Hacía tanto calor que el sudor pronto brilló en los cuerpos de Dellinger y Billy. Ninguno de los dos corría bien cuando hacía demasiado calor, así que en ese sentido estaban en igualdad de condiciones. En la vuelta catorce, ya les llevaban casi una vuelta entera de ventaja a los demás. Mientras yo anotaba el tiempo de cada vuelta, ambos bajaron bruscamente el ritmo. Billy seguía un par de metros por delante, pero parecía que los dos estaban acusando el fuerte calor. Me desesperé, porque no era buena señal que Billy se cansara tan pronto. Más tarde, sin embargo, me confesó que había notado que Dellinger bajaba el ritmo y, sencillamente, él había hecho lo mismo para ahorrar fuerzas. El resto del grupo, bastante más atrás, vio que frenaban un poco y todos se lanzaron tras ellos. Al observar los movimientos de Billy, me di cuenta de que estaba sufriendo pinchazos en el hígado. Es algo bastante habitual en los fondistas delgados, y a Billy solía pasarle principalmente cuando corría los 10.000.
En la vuelta veintitrés, Billy y Dellinger seguían llevando ventaja. Billy ocupaba obstinadamente la primera posición, pero un grupo de cinco corredores, liderados por Mike Stella, había empezado a reducir distancias. Estaban a sesenta metros, luego a cincuenta, luego a cuarenta… En las gradas, el griterío aumentaba a medida que se acortaba la distancia.
—¡Vamos, Bob! ¡Aguanta, Billy! ¡Ánimo, Mike!
Dellinger y Billy parecían tan cansados que recé para que en Montreal no tuviéramos un día tan caluroso. Hacia la mitad de la recta contraria, en la vuelta veintitrés, Billy y Dellinger rebasaron al corredor que ocupaba la última posición. Cuando se abrieron un poco para adelantarlo, Dellinger puso en práctica una jugarreta que Billy tendría que haber previsto, pero no estaba preparado para ello: Dellinger aceleró e intentó adelantar por el interior. Chocaron, sus pies tropezaron y Billy cayó al suelo. El público gritó y yo me sobresalté: sufrí en todos los rincones de mi cuerpo el golpe que se dio Billy en la cadera al raer sobre el tartán. Circo romano. Mi corredor yacía en la calle y yo ni siquiera podía ir a ayudarlo. En plena histeria general, Dellinger continuó en solitario. Billy estuvo aturdido durante unos segundos, luego se puso en pie y empezó a correr otra vez, desconcertado, cojeando. Me cubrí los ojos con la mano durante un segundo, luego la aparté y volví a mirar a través de los prismáticos. Billy ofrecía un espectáculo muy triste: se le habían caído las gafas y había perdido una zapatilla. Probablemente, Dellinger le había pisado el pie. Su ritmo y su concentración, como si fueran cristal fino, habían quedado hechos añicos. Avanzaba a trompicones, igual que un borracho, igual que un pájaro con un ala rota.

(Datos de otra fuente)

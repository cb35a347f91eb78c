//! 主动作 + 备用动作的两级尝试
//!
//! 主动作在限定时间内执行；失败或超时后，结构上不同的备用动作恰好尝试一次；
//! 两者都失败才返回错误（携带两边的原因）。

use std::fmt::Display;
use std::future::Future;
use std::time::Duration;

use tokio::time::timeout;

/// 最终生效的是哪一级
#[derive(Debug, Clone, Copy, PartialEq, Eq)]
pub enum Tier {
    Primary,
    Alternate,
}

/// 两级都失败时的原因
#[derive(Debug, Clone, PartialEq, Eq)]
pub struct AlternateFailure {
    pub primary: String,
    pub alternate: String,
}

/// 先在 `primary_bound` 内执行 primary；失败则调用一次 alternate
pub async fn attempt_with_alternate<T, E, P, A, AF>(
    primary_bound: Duration,
    primary: P,
    alternate: A,
) -> Result<(T, Tier), AlternateFailure>
where
    E: Display,
    P: Future<Output = Result<T, E>>,
    A: FnOnce() -> AF,
    AF: Future<Output = Result<T, E>>,
{
    let primary_reason = match timeout(primary_bound, primary).await {
        Ok(Ok(value)) => return Ok((value, Tier::Primary)),
        Ok(Err(e)) => e.to_string(),
        Err(_) => format!("timed out after {}s", primary_bound.as_secs()),
    };
    tracing::warn!(reason = %primary_reason, "primary attempt failed, trying alternate");

    match alternate().await {
        Ok(value) => Ok((value, Tier::Alternate)),
        Err(e) => Err(AlternateFailure {
            primary: primary_reason,
            alternate: e.to_string(),
        }),
    }
}
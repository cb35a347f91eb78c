//! 大纲：原始文档与分节解析

pub mod extractor;

pub use extractor::{extract_sections, OutlineDocument, SectionTitle, SectionUnit};
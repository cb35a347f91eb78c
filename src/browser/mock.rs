//! Mock 浏览器（用于测试，无需 Chrome）
//!
//! 按提交的 prompt 决定回复：正文 / 空剪贴板 / 生成超时；
//! 记录开页、关页、开关切换、主点击与备用点击次数，便于断言交互协议。

use std::sync::{Arc, Mutex, MutexGuard};
use std::time::Duration;

use async_trait::async_trait;

use crate::browser::{ChatSurface, SignalHandle, SurfaceProvider};
use crate::core::SurfaceError;

/// 某个 prompt 对应的回复行为
#[derive(Debug, Clone, PartialEq, Eq)]
pub enum MockResponse {
    Text(String),
    /// 触发成功但剪贴板为空
    Empty,
    /// 超过等待上限仍未生成
    Timeout,
}

/// 交互页的行为脚本
#[derive(Debug, Clone)]
pub struct MockScript {
    pub capability_enabled: bool,
    pub primary_click_fails: bool,
    pub fallback_click_fails: bool,
    /// 完成后页面上的复制按钮数量（只有最后一个携带本次回复）
    pub signals: usize,
}

impl Default for MockScript {
    fn default() -> Self {
        Self {
            capability_enabled: false,
            primary_click_fails: false,
            fallback_click_fails: false,
            signals: 1,
        }
    }
}

/// 所有交互页共享的调用记录
#[derive(Debug, Default, Clone)]
pub struct MockLog {
    pub opened: usize,
    pub closed: usize,
    pub toggles: usize,
    pub overlays_dismissed: usize,
    pub primary_clicks: usize,
    pub fallback_clicks: usize,
    /// 每次直接点击收到的上限
    pub click_bounds: Vec<Duration>,
    pub prompts: Vec<String>,
}

type Responder = dyn Fn(&str) -> MockResponse + Send + Sync;

/// Mock 会话：每次 open_surface 产出一个按脚本运行的 MockSurface
pub struct MockBrowser {
    script: MockScript,
    responder: Arc<Responder>,
    /// 第 n 次（从 0 起）开页直接失败
    fail_open_at: Vec<usize>,
    log: Arc<Mutex<MockLog>>,
}

impl MockBrowser {
    pub fn new(responder: impl Fn(&str) -> MockResponse + Send + Sync + 'static) -> Self {
        Self {
            script: MockScript::default(),
            responder: Arc::new(responder),
            fail_open_at: Vec::new(),
            log: Arc::new(Mutex::new(MockLog::default())),
        }
    }

    pub fn with_script(mut self, script: MockScript) -> Self {
        self.script = script;
        self
    }

    pub fn fail_open_at(mut self, attempt: usize) -> Self {
        self.fail_open_at.push(attempt);
        self
    }

    /// 当前调用记录的快照
    pub fn log(&self) -> MockLog {
        lock(&self.log).clone()
    }
}

#[async_trait]
impl SurfaceProvider for MockBrowser {
    async fn open_surface(&self, _ready_bound: Duration) -> Result<Box<dyn ChatSurface>, SurfaceError> {
        let attempt = {
            let mut log = lock(&self.log);
            let attempt = log.opened;
            log.opened += 1;
            attempt
        };
        if self.fail_open_at.contains(&attempt) {
            return Err(SurfaceError::Driver(format!("mock tab {} failed to open", attempt)));
        }
        Ok(Box::new(MockSurface {
            script: self.script.clone(),
            responder: Arc::clone(&self.responder),
            state: Mutex::new(SurfaceState {
                capability_enabled: self.script.capability_enabled,
                ..SurfaceState::default()
            }),
            log: Arc::clone(&self.log),
        }))
    }
}

#[derive(Debug, Default)]
struct SurfaceState {
    capability_enabled: bool,
    response: Option<MockResponse>,
    clipboard: String,
}

/// 按脚本运行的单个交互页
pub struct MockSurface {
    script: MockScript,
    responder: Arc<Responder>,
    state: Mutex<SurfaceState>,
    log: Arc<Mutex<MockLog>>,
}

impl MockSurface {
    fn copy_from(&self, signal: SignalHandle) -> Result<(), SurfaceError> {
        let mut state = lock(&self.state);
        // 只有最新的复制按钮对应本次回复，旧按钮复制的是空内容
        let latest = self.script.signals.checked_sub(1).map(SignalHandle);
        let copied = match (&state.response, latest == Some(signal)) {
            (Some(MockResponse::Text(text)), true) => text.clone(),
            _ => String::new(),
        };
        state.clipboard = copied;
        Ok(())
    }
}

#[async_trait]
impl ChatSurface for MockSurface {
    async fn open_capability_menu(&self) -> Result<(), SurfaceError> {
        Ok(())
    }

    async fn capability_enabled(&self, _bound: Duration) -> Result<bool, SurfaceError> {
        Ok(lock(&self.state).capability_enabled)
    }

    async fn toggle_capability(&self) -> Result<(), SurfaceError> {
        let mut state = lock(&self.state);
        state.capability_enabled = !state.capability_enabled;
        lock(&self.log).toggles += 1;
        Ok(())
    }

    async fn dismiss_overlay(&self) -> Result<(), SurfaceError> {
        lock(&self.log).overlays_dismissed += 1;
        Ok(())
    }

    async fn submit_prompt(&self, prompt: &str) -> Result<(), SurfaceError> {
        let response = (self.responder)(prompt);
        lock(&self.state).response = Some(response);
        lock(&self.log).prompts.push(prompt.to_string());
        Ok(())
    }

    async fn wait_for_completion(&self, bound: Duration) -> Result<(), SurfaceError> {
        match lock(&self.state).response {
            Some(MockResponse::Timeout) => Err(SurfaceError::Timeout {
                what: "completion signal".into(),
                after: bound,
            }),
            Some(_) => Ok(()),
            None => Err(SurfaceError::NotFound("no prompt submitted".into())),
        }
    }

    async fn completion_signals(&self) -> Result<Vec<SignalHandle>, SurfaceError> {
        Ok((0..self.script.signals).map(SignalHandle).collect())
    }

    async fn wait_attached(&self, signal: SignalHandle, bound: Duration) -> Result<(), SurfaceError> {
        if signal.0 < self.script.signals {
            Ok(())
        } else {
            Err(SurfaceError::Timeout {
                what: format!("signal {} to attach", signal.0),
                after: bound,
            })
        }
    }

    async fn click(&self, signal: SignalHandle, bound: Duration) -> Result<(), SurfaceError> {
        {
            let mut log = lock(&self.log);
            log.primary_clicks += 1;
            log.click_bounds.push(bound);
        }
        if self.script.primary_click_fails {
            return Err(SurfaceError::Driver("element is covered by another element".into()));
        }
        self.copy_from(signal)
    }

    async fn dispatch_click(&self, signal: SignalHandle) -> Result<(), SurfaceError> {
        lock(&self.log).fallback_clicks += 1;
        if self.script.fallback_click_fails {
            return Err(SurfaceError::Driver("dispatchEvent rejected".into()));
        }
        self.copy_from(signal)
    }

    async fn read_transfer_buffer(&self) -> Result<String, SurfaceError> {
        Ok(lock(&self.state).clipboard.clone())
    }

    async fn close(&self) -> Result<(), SurfaceError> {
        lock(&self.log).closed += 1;
        Ok(())
    }
}

fn lock<T>(m: &Mutex<T>) -> MutexGuard<'_, T> {
    m.lock().unwrap_or_else(|poisoned| poisoned.into_inner())
}
//! 对话式网页的能力接口
//!
//! 调研核心只依赖这里的 trait：SurfaceProvider 负责开出新的交互页（Tab），
//! ChatSurface 暴露一次请求/回复所需的全部动作。Chrome 与 Mock 两种实现。

use std::time::Duration;

use async_trait::async_trait;

use crate::core::SurfaceError;

/// 回复完成信号（复制按钮）的句柄：按出现顺序编号，越大越新
#[derive(Debug, Clone, Copy, PartialEq, Eq, PartialOrd, Ord, Hash)]
pub struct SignalHandle(pub usize);

/// 从按页面顺序排列的信号中取最新的一个
pub fn most_recent(signals: &[SignalHandle]) -> Option<SignalHandle> {
    signals.iter().copied().max()
}

/// 共享浏览器会话：顺序地开出互相隔离的交互页
#[async_trait]
pub trait SurfaceProvider: Send + Sync {
    /// 新建交互页并导航到目标站点，在 `ready_bound` 内等到输入框可见
    async fn open_surface(&self, ready_bound: Duration) -> Result<Box<dyn ChatSurface>, SurfaceError>;
}

/// 单个交互页
#[async_trait]
pub trait ChatSurface: Send + Sync {
    /// 打开能力菜单（如 Tools 按钮）
    async fn open_capability_menu(&self) -> Result<(), SurfaceError>;

    /// 在 `bound` 内等到能力开关可见，返回当前是否已开启
    async fn capability_enabled(&self, bound: Duration) -> Result<bool, SurfaceError>;

    async fn toggle_capability(&self) -> Result<(), SurfaceError>;

    /// 点击页面空白处关闭浮层
    async fn dismiss_overlay(&self) -> Result<(), SurfaceError>;

    /// 一次性输入整段文字并回车提交
    async fn submit_prompt(&self, prompt: &str) -> Result<(), SurfaceError>;

    /// 阻塞直到出现完成信号，超过 `bound` 返回 Timeout
    async fn wait_for_completion(&self, bound: Duration) -> Result<(), SurfaceError>;

    /// 当前页面上所有完成信号，按出现顺序
    async fn completion_signals(&self) -> Result<Vec<SignalHandle>, SurfaceError>;

    async fn wait_attached(&self, signal: SignalHandle, bound: Duration) -> Result<(), SurfaceError>;

    /// 模拟真实点击；驱动层自身的等待不超过 `bound`
    async fn click(&self, signal: SignalHandle, bound: Duration) -> Result<(), SurfaceError>;

    /// 脚本派发 click 事件（直接点击失败后的备用方式）
    async fn dispatch_click(&self, signal: SignalHandle) -> Result<(), SurfaceError>;

    /// 读取被触发内容写入的传输缓冲区（剪贴板）
    async fn read_transfer_buffer(&self) -> Result<String, SurfaceError>;

    async fn close(&self) -> Result<(), SurfaceError>;
}

#[cfg(test)]
mod tests {
    use super::*;

    #[test]
    fn test_most_recent_picks_last_signal() {
        let signals = vec![SignalHandle(0), SignalHandle(1), SignalHandle(2)];
        assert_eq!(most_recent(&signals), Some(SignalHandle(2)));
        assert_eq!(most_recent(&[]), None);
    }
}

A mi alrededor, sus admiradores se lamentaban y gritaban.
—¡Va cojo! No puedo mirar, es horrible. Está acabado.
Los fans de Dellinger se alegraron inmensamente y se dieron palmadas en la espalda unos a otros.
—Bob tiene la victoria en el bolsillo.
Billy empezaba a recuperarse, pero Mike Stella lo adelantó y después lo hizo Fred Martinson. Corría con un pie descalzo, a ciegas: yo sabía que apenas veía los límites de la pista. Había dejado de cojear y corría más o menos acompasadamente, pero Wilt Boggs lo adelantó. Billy era quinto. Al salir de la curva, sin embargo, pareció darse cuenta de su situación. Recobró la calma y, de repente, empezó a correr como una bestia. En aquel momento, al verle forzar su cuerpo hasta el último aliento, sentí un escalofrío. Cuando los cinco corredores iniciaron la última vuelta, el estadio entero se puso en pie. Poco a poco, Billy acortó distancias con Boggs y consiguió adelantarlo en la recta contraria. Mientras, en los puestos de cabeza, Dellinger empezaba a acusar el cansancio y no fue capaz de mantener la ventaja. Stella primero y Martinson después lo adelantaron en la curva. Dellinger se situó en cuarta posición: era a él a quien debía adelantar Billy. Cuando avanzaban por la recta, Billy prácticamente se colocó a su lado, pero la caída lo había dejado casi sin fuerzas y no lo consiguió. Cruzó la meta en cuarta posición.